(Task data begins)
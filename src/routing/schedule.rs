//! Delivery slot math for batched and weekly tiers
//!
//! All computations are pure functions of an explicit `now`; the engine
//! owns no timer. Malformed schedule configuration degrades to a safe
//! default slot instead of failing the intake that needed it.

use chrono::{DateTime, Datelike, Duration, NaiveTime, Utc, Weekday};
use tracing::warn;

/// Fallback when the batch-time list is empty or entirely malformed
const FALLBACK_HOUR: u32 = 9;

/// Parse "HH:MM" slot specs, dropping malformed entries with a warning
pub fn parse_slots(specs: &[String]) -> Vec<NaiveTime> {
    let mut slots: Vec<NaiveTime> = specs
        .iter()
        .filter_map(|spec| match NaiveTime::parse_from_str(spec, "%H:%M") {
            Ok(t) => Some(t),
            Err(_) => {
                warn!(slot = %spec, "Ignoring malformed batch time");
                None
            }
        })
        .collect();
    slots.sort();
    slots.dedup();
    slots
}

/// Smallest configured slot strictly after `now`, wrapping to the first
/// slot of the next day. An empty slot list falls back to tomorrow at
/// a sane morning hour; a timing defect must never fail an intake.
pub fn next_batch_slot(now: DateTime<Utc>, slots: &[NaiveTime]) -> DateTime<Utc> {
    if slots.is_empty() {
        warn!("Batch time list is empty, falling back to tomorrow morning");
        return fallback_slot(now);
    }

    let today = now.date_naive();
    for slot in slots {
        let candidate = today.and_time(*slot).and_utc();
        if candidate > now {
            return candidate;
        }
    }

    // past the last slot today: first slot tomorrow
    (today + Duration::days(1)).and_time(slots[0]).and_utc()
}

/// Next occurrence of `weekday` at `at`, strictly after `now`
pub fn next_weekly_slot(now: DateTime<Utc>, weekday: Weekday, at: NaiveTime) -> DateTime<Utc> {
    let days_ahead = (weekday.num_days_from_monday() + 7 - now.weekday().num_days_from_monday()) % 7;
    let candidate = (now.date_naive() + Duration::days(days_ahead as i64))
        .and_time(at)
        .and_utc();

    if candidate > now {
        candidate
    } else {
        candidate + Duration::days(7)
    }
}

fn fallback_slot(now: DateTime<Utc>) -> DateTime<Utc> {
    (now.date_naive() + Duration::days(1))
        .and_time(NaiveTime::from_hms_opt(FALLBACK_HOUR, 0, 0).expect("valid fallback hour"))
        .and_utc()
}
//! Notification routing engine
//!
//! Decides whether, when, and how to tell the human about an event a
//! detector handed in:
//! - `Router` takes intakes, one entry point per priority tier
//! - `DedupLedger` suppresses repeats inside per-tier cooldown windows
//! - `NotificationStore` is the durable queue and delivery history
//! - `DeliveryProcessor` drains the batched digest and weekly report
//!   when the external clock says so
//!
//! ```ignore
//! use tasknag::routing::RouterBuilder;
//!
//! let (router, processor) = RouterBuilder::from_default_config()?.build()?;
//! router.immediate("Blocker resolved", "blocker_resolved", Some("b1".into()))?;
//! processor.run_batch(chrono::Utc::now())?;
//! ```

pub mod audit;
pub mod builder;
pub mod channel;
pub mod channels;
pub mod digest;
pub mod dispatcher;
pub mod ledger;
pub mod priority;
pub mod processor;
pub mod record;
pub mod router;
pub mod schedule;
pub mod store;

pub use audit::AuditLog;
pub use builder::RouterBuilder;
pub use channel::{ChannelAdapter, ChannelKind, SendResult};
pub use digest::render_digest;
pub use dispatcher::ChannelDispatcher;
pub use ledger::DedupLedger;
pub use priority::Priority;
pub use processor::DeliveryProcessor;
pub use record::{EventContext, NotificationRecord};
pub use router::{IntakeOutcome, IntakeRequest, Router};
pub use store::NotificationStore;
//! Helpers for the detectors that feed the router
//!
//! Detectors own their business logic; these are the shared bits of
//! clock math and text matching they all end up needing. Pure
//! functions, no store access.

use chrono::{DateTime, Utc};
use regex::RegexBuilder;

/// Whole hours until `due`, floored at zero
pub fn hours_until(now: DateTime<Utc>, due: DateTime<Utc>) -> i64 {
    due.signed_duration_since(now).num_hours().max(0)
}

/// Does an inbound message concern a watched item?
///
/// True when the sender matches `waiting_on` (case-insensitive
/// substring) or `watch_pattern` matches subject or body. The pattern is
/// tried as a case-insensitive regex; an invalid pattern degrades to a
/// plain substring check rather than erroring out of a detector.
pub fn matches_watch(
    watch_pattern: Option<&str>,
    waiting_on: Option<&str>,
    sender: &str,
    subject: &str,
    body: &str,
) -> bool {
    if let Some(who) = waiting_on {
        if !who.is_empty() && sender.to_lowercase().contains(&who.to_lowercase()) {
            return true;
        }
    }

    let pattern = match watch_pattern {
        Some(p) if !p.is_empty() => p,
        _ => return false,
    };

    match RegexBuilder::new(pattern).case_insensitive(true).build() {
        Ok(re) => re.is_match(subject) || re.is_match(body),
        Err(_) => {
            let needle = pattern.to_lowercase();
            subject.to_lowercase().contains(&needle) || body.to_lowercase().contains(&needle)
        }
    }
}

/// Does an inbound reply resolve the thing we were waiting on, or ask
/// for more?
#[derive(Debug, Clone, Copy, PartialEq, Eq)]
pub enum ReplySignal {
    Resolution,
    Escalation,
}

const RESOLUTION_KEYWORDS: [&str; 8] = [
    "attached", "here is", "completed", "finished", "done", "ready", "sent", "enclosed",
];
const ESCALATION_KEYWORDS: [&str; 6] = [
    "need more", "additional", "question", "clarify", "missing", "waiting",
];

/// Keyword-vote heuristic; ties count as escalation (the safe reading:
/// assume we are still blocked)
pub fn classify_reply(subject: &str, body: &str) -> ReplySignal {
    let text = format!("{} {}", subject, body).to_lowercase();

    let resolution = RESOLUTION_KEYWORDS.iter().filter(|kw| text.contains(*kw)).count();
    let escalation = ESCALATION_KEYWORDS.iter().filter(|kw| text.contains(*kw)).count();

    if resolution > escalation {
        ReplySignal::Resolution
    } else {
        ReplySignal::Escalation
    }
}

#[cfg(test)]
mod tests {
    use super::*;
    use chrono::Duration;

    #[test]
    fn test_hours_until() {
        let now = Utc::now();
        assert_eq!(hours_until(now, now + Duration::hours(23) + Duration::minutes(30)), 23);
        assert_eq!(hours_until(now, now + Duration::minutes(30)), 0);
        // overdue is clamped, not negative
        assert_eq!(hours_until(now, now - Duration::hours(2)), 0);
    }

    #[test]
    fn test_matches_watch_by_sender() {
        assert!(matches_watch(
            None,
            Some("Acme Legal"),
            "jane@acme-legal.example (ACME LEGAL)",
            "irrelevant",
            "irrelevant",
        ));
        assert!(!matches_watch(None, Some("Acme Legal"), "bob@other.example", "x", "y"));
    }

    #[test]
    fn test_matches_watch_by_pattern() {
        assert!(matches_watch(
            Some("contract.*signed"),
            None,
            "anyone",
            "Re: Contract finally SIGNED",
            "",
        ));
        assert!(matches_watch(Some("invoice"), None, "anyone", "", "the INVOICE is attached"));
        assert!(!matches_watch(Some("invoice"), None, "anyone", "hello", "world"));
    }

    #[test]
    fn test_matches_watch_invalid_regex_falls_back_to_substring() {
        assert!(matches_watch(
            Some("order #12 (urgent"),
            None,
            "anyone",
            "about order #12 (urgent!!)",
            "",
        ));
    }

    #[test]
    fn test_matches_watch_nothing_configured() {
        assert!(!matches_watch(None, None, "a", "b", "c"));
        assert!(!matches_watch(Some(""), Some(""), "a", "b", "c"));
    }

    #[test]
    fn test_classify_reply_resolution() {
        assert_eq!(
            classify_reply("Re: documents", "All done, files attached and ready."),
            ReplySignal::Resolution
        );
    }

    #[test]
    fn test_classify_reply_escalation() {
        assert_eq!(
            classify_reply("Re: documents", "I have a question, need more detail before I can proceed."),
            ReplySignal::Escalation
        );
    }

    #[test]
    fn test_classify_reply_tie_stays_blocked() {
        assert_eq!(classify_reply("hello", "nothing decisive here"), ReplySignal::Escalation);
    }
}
(Task data ends)
§ **Work to complete**: Which lines above contain the word "question"? List them.

§ **Answer to this exercise**:
    "need more", "additional", "question", "clarify", "missing", "waiting",
            classify_reply("Re: documents", "I have a question, need more detail before I can proceed."),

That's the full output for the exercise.